MAXCPU preparations
John Baldwin
jhb at freebsd.org
Mon Sep 27 21:39:26 UTC 2010
On Monday, September 27, 2010 5:21:31 pm Robert Watson wrote:
>
> On Mon, 27 Sep 2010, Sean Bruno wrote:
>
> >> wouldn't it be better to do a sysctlbyname() and use the real value for the
> >> system?
>
> libmemstat contains some useful sample code showing how this might be done.
>
> > That was my initial thought (as prodded by scottl and peter).
> >
> > If it is made dynamic, could this be opening a race condition where the call
> > to sysctlbyname() returns a count of CPUS that is in turn changed by the
> > offlining of a CPU? Or am I thinking to much about this?
>
> Yes, you are. MAXCPU is a compile-time constant for kernel builds, so (at
> least a the world is today), that can't happen.
>
> I think there's a reasonable argument that MEMSTAT_MAXCPU should be phased out
> and all internal structures in libmemstat should be dynamically sized.
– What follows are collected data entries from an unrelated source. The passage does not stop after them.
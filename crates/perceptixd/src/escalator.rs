//! Alert fan-out for confirmed incidents.
//!
//! Channels are synchronous and best-effort: a channel that fails to deliver
//! is logged and skipped, it never fails the cycle. The async entry point
//! pushes the whole fan-out onto the blocking pool.

use chrono::Utc;
use perceptix_common::config::NotificationConfig;
use perceptix_common::{IncidentReport, VerificationStatus};
use serde_json::{json, Value};
use std::collections::HashMap;
use std::io::Write;
use std::path::PathBuf;
use std::sync::Arc;
use tracing::{error, info, warn};

// ===== ALERT LEVELS =====

#[derive(Debug, Clone, Copy, PartialEq, Eq)]
pub enum AlertLevel {
    Critical,
    High,
    Medium,
}

impl AlertLevel {
    pub fn as_str(&self) -> &'static str {
        match self {
            AlertLevel::Critical => "CRITICAL",
            AlertLevel::High => "HIGH",
            AlertLevel::Medium => "MEDIUM",
        }
    }
}

/// Confirmed incidents at very high confidence page loudest; anything at or
/// above the acting threshold is HIGH; the rest is informational.
pub fn alert_level(report: &IncidentReport, confidence_threshold: f64) -> AlertLevel {
    if report.verification_status == VerificationStatus::Confirmed
        && report.final_confidence_score >= 90.0
    {
        AlertLevel::Critical
    } else if report.final_confidence_score >= confidence_threshold {
        AlertLevel::High
    } else {
        AlertLevel::Medium
    }
}

fn alert_payload(report: &IncidentReport, level: AlertLevel) -> Value {
    json!({
        "alert_level": level.as_str(),
        "report_id": report.report_id,
        "cycle_id": report.cycle_id,
        "incident_type": report.incident_type.as_str(),
        "verification_status": report.verification_status,
        "confidence": report.final_confidence_score,
        "trigger_signals": report.trigger_signals,
        "root_cause": report.root_cause_analysis,
        "recommended_actions": report.recommended_actions,
        "sent_at": Utc::now().to_rfc3339(),
    })
}

// ===== CHANNELS =====

pub trait NotificationChannel: Send + Sync {
    fn name(&self) -> &str;
    fn send(&self, report: &IncidentReport, level: AlertLevel) -> anyhow::Result<()>;
}

/// Writes a human-readable alert to the daemon log.
pub struct ConsoleChannel;

impl NotificationChannel for ConsoleChannel {
    fn name(&self) -> &str {
        "console"
    }

    fn send(&self, report: &IncidentReport, level: AlertLevel) -> anyhow::Result<()> {
        warn!(
            "[{}] {} incident {} (confidence {:.1}%): {}",
            level.as_str(),
            report.incident_type.as_str(),
            report.report_id,
            report.final_confidence_score,
            report.root_cause_analysis
        );
        Ok(())
    }
}

/// Appends one JSON object per alert to a file.
pub struct FileChannel {
    path: PathBuf,
}

impl FileChannel {
    pub fn new(path: PathBuf) -> Self {
        Self { path }
    }
}

impl NotificationChannel for FileChannel {
    fn name(&self) -> &str {
        "file"
    }

    fn send(&self, report: &IncidentReport, level: AlertLevel) -> anyhow::Result<()> {
        if let Some(parent) = self.path.parent() {
            std::fs::create_dir_all(parent)?;
        }
        let mut file = std::fs::OpenOptions::new()
            .create(true)
            .append(true)
            .open(&self.path)?;
        let line = serde_json::to_string(&alert_payload(report, level))?;
        writeln!(file, "{}", line)?;
        Ok(())
    }
}

/// Posts the alert to a Slack incoming webhook.
pub struct SlackChannel {
    webhook_url: String,
    client: reqwest::blocking::Client,
}

impl SlackChannel {
    pub fn new(webhook_url: String) -> Self {
        Self {
            webhook_url,
            client: reqwest::blocking::Client::new(),
        }
    }
}

impl NotificationChannel for SlackChannel {
    fn name(&self) -> &str {
        "slack"
    }

    fn send(&self, report: &IncidentReport, level: AlertLevel) -> anyhow::Result<()> {
        let emoji = match level {
            AlertLevel::Critical => ":rotating_light:",
            AlertLevel::High => ":warning:",
            AlertLevel::Medium => ":information_source:",
        };
        let text = format!(
            "{} *{} — {}*\nIncident `{}` (cycle {})\nConfidence: {:.1}%\nRoot cause: {}",
            emoji,
            level.as_str(),
            report.incident_type.as_str(),
            report.report_id,
            report.cycle_id,
            report.final_confidence_score,
            report.root_cause_analysis,
        );
        let response = self
            .client
            .post(&self.webhook_url)
            .json(&json!({ "text": text }))
            .send()?;
        if !response.status().is_success() {
            anyhow::bail!("Slack webhook returned {}", response.status());
        }
        Ok(())
    }
}

// ===== ESCALATOR =====

pub struct Escalator {
    channels: Arc<Vec<Box<dyn NotificationChannel>>>,
    confidence_threshold: f64,
}

impl Escalator {
    pub fn new(config: &NotificationConfig, confidence_threshold: f64) -> Self {
        let mut channels: Vec<Box<dyn NotificationChannel>> = Vec::new();
        if config.console_enabled {
            channels.push(Box::new(ConsoleChannel));
        }
        if let Some(path) = &config.alert_file {
            channels.push(Box::new(FileChannel::new(path.clone())));
        }
        if let Some(url) = &config.slack_webhook_url {
            channels.push(Box::new(SlackChannel::new(url.clone())));
        }
        Self {
            channels: Arc::new(channels),
            confidence_threshold,
        }
    }

    #[cfg(test)]
    fn with_channels(channels: Vec<Box<dyn NotificationChannel>>, threshold: f64) -> Self {
        Self {
            channels: Arc::new(channels),
            confidence_threshold: threshold,
        }
    }

    /// Fan the alert out to every channel; returns per-channel delivery
    /// outcomes keyed by channel name.
    pub async fn escalate(&self, report: &IncidentReport) -> HashMap<String, bool> {
        let level = alert_level(report, self.confidence_threshold);
        info!(
            "Escalating incident {} at level {}",
            report.report_id,
            level.as_str()
        );

        let channels = Arc::clone(&self.channels);
        let report = report.clone();
        tokio::task::spawn_blocking(move || {
            let mut results = HashMap::new();
            for channel in channels.iter() {
                let ok = match channel.send(&report, level) {
                    Ok(()) => true,
                    Err(e) => {
                        error!("Alert delivery failed on {}: {}", channel.name(), e);
                        false
                    }
                };
                results.insert(channel.name().to_string(), ok);
            }
            results
        })
        .await
        .unwrap_or_default()
    }
}

#[cfg(test)]
mod tests {
    use super::*;
    use crate::verifier::tests_support::sample_report;
    use std::sync::Mutex;
    use tempfile::TempDir;

    struct RecordingChannel {
        sent: Mutex<Vec<AlertLevel>>,
    }

    impl NotificationChannel for RecordingChannel {
        fn name(&self) -> &str {
            "recording"
        }
        fn send(&self, _report: &IncidentReport, level: AlertLevel) -> anyhow::Result<()> {
            self.sent.lock().unwrap().push(level);
            Ok(())
        }
    }

    struct FailingChannel;

    impl NotificationChannel for FailingChannel {
        fn name(&self) -> &str {
            "failing"
        }
        fn send(&self, _report: &IncidentReport, _level: AlertLevel) -> anyhow::Result<()> {
            anyhow::bail!("unreachable endpoint")
        }
    }

    #[test]
    fn test_alert_level_thresholds() {
        let mut report = sample_report();
        report.final_confidence_score = 99.0;
        assert_eq!(alert_level(&report, 85.0), AlertLevel::Critical);

        report.verification_status = VerificationStatus::WeakEvidence;
        assert_eq!(alert_level(&report, 85.0), AlertLevel::High);

        report.final_confidence_score = 60.0;
        assert_eq!(alert_level(&report, 85.0), AlertLevel::Medium);
    }

    #[tokio::test]
    async fn test_escalate_reports_per_channel_outcomes() {
        let escalator = Escalator::with_channels(
            vec![
                Box::new(RecordingChannel {
                    sent: Mutex::new(Vec::new()),
                }),
                Box::new(FailingChannel),
            ],
            85.0,
        );
        let results = escalator.escalate(&sample_report()).await;
        assert_eq!(results.get("recording"), Some(&true));
        assert_eq!(results.get("failing"), Some(&false));
    }

    #[tokio::test]
    async fn test_file_channel_appends_json_lines() {
        let dir = TempDir::new().unwrap();
        let path = dir.path().join("alerts.jsonl");
        let escalator = Escalator::with_channels(
            vec![Box::new(FileChannel::new(path.clone()))],
            85.0,
        );
        escalator.escalate(&sample_report()).await;
        escalator.escalate(&sample_report()).await;

        let content = std::fs::read_to_string(&path).unwrap();
        let lines: Vec<&str> = content.lines().collect();
        assert_eq!(lines.len(), 2);
        let parsed: Value = serde_json::from_str(lines[0]).unwrap();
        assert_eq!(parsed["alert_level"], "CRITICAL");
        assert_eq!(parsed["incident_type"], "SCHEMA_CHANGE");
    }
}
> However, core counts aren't growing that fast, and it's quite a bit of work,
> and probably not worth it just yet.
>
> I'm somewhat averse to using MAXCPU in libmemstat, however, because MAXCPU is
> actually not a constant in the general case: FreeBSD/i386, for example,
> regularly uses two different values: 1 for !SMP kernels, and 32 for SMP
> kernels. That's why libmemstat encodes its own value, for better or worse.
>
> A reasonable alternative would be to replace 32 with MAXCPU * 2, or if we're
> feeling particularly optimistic, MAXCPU * 4. Or just another big number, like
> 256.
A prerequisite for this idea though is that MAXCPU needs to be fixed to
export the SMP value to userland rather than the UP value. For example, this
code in amd64/include/param.h:
#if defined(SMP) || defined(KLD_MODULE)
#define MAXCPU 32
#else
#define MAXCPU 1
#endif
would need to change so that !_KERNEL is in the conditional. I do think we
should avoid using MAXCPU in userland as much as possible and use the
existing sysctl for mp_maxid instead to dynamically allocate arrays.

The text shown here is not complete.